__YOUR OBJECTIVE__
If a line in the data below holds the word "Long", copy it.

┄┄┄┄┄┄┄┄┄┄

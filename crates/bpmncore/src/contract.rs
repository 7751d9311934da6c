use crate::expression::Expression;
use crate::value::Value;
use serde::{Deserialize, Serialize};
use std::collections::BTreeMap;

/// Typed, validated inputs required to start a process or complete a task
#[derive(Debug, Clone, Default, Serialize, Deserialize, PartialEq)]
pub struct ContractDefinition {
    #[serde(default)]
    pub inputs: Vec<InputDefinition>,
    #[serde(default)]
    pub constraints: Vec<ConstraintDefinition>,
}

#[derive(Debug, Clone, Copy, PartialEq, Eq, Serialize, Deserialize)]
#[serde(rename_all = "snake_case")]
pub enum InputType {
    Text,
    Boolean,
    Integer,
    Decimal,
    Date,
    File,
    Complex,
}

#[derive(Debug, Clone, Serialize, Deserialize, PartialEq)]
pub struct InputDefinition {
    pub name: String,
    pub input_type: InputType,
    #[serde(default)]
    pub multiple: bool,
    #[serde(default)]
    pub optional: bool,
    pub description: Option<String>,
    /// Fields of a `Complex` input
    #[serde(default)]
    pub inputs: Vec<InputDefinition>,
}

impl InputDefinition {
    pub fn new(name: impl Into<String>, input_type: InputType) -> Self {
        Self {
            name: name.into(),
            input_type,
            multiple: false,
            optional: false,
            description: None,
            inputs: Vec::new(),
        }
    }

    pub fn complex(name: impl Into<String>, fields: Vec<InputDefinition>) -> Self {
        Self {
            inputs: fields,
            ..Self::new(name, InputType::Complex)
        }
    }

    pub fn multiple(mut self) -> Self {
        self.multiple = true;
        self
    }

    pub fn optional(mut self) -> Self {
        self.optional = true;
        self
    }

    fn check(&self, path: &str, value: Option<&Value>, violations: &mut Vec<String>) {
        let value = match value {
            None | Some(Value::Null) => {
                if !self.optional {
                    violations.push(format!("Expected input [{}] is missing", path));
                }
                return;
            }
            Some(value) => value,
        };

        if self.multiple {
            match value {
                Value::List(items) => {
                    for (i, item) in items.iter().enumerate() {
                        self.check_single(&format!("{}[{}]", path, i), item, violations);
                    }
                }
                other => violations.push(format!(
                    "Input [{}] must be a list but is {}",
                    path,
                    other.type_name()
                )),
            }
        } else {
            self.check_single(path, value, violations);
        }
    }

    fn check_single(&self, path: &str, value: &Value, violations: &mut Vec<String>) {
        let accepted = match (self.input_type, value) {
            (InputType::Text, Value::String(_)) => true,
            (InputType::Boolean, Value::Bool(_)) => true,
            (InputType::Integer, Value::Long(_)) => true,
            (InputType::Decimal, Value::Double(_) | Value::Long(_)) => true,
            (InputType::Date, Value::Date(_)) => true,
            (InputType::File, Value::Document(_)) => true,
            (InputType::Complex, Value::Map(fields)) => {
                for field in &self.inputs {
                    field.check(
                        &format!("{}.{}", path, field.name),
                        fields.get(&field.name),
                        violations,
                    );
                }
                true
            }
            _ => false,
        };
        if !accepted {
            violations.push(format!(
                "Input [{}] has type {} but {:?} is expected",
                path,
                value.type_name(),
                self.input_type
            ));
        }
    }
}

/// Boolean rule over the inputs, reported with `explanation` when false
#[derive(Debug, Clone, Serialize, Deserialize, PartialEq)]
pub struct ConstraintDefinition {
    pub name: String,
    pub expression: Expression,
    pub explanation: String,
    #[serde(default)]
    pub input_names: Vec<String>,
}

impl ContractDefinition {
    pub fn new() -> Self {
        Self::default()
    }

    pub fn with_input(mut self, input: InputDefinition) -> Self {
        self.inputs.push(input);
        self
    }

    pub fn with_constraint(
        mut self,
        name: impl Into<String>,
        expression: Expression,
        explanation: impl Into<String>,
    ) -> Self {
        self.constraints.push(ConstraintDefinition {
            name: name.into(),
            expression,
            explanation: explanation.into(),
            input_names: Vec::new(),
        });
        self
    }

    pub fn is_empty(&self) -> bool {
        self.inputs.is_empty() && self.constraints.is_empty()
    }

    /// Structural violations: missing mandatory inputs and type mismatches,
    /// collected across all inputs. Constraints are evaluated by the runtime.
    pub fn structural_violations(&self, inputs: &BTreeMap<String, Value>) -> Vec<String> {
        let mut violations = Vec::new();
        for input in &self.inputs {
            input.check(&input.name, inputs.get(&input.name), &mut violations);
        }
        violations
    }
}

#[cfg(test)]
mod tests {
    use super::*;

    fn contract() -> ContractDefinition {
        ContractDefinition::new()
            .with_input(InputDefinition::new("firstName", InputType::Text))
            .with_input(InputDefinition::new("age", InputType::Integer))
            .with_input(InputDefinition::new("nickname", InputType::Text).optional())
            .with_input(InputDefinition::new("tags", InputType::Text).multiple())
            .with_input(InputDefinition::complex(
                "address",
                vec![InputDefinition::new("city", InputType::Text)],
            ))
    }

    #[test]
    fn test_all_violations_are_reported() {
        let mut inputs = BTreeMap::new();
        inputs.insert("age".to_string(), Value::String("forty".into()));
        inputs.insert("tags".to_string(), Value::String("single".into()));
        inputs.insert("address".to_string(), Value::Map(BTreeMap::new()));

        let violations = contract().structural_violations(&inputs);

        assert_eq!(violations.len(), 4, "{:?}", violations);
        assert!(violations.iter().any(|v| v.contains("[firstName] is missing")));
        assert!(violations.iter().any(|v| v.contains("[age]")));
        assert!(violations.iter().any(|v| v.contains("[tags] must be a list")));
        assert!(violations.iter().any(|v| v.contains("[address.city] is missing")));
    }

    #[test]
    fn test_valid_inputs_pass() {
        let mut address = BTreeMap::new();
        address.insert("city".to_string(), Value::from("Grenoble"));
        let mut inputs = BTreeMap::new();
        inputs.insert("firstName".to_string(), Value::from("Ada"));
        inputs.insert("age".to_string(), Value::Long(36));
        inputs.insert("tags".to_string(), Value::List(vec![Value::from("a")]));
        inputs.insert("address".to_string(), Value::Map(address));

        assert!(contract().structural_violations(&inputs).is_empty());
    }
}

┄┄┄┄┄┄┄┄┄┄

__COMPLETED TASK__
            (InputType::Integer, Value::Long(_)) => true,
            (InputType::Decimal, Value::Double(_) | Value::Long(_)) => true,
        inputs.insert("age".to_string(), Value::Long(36));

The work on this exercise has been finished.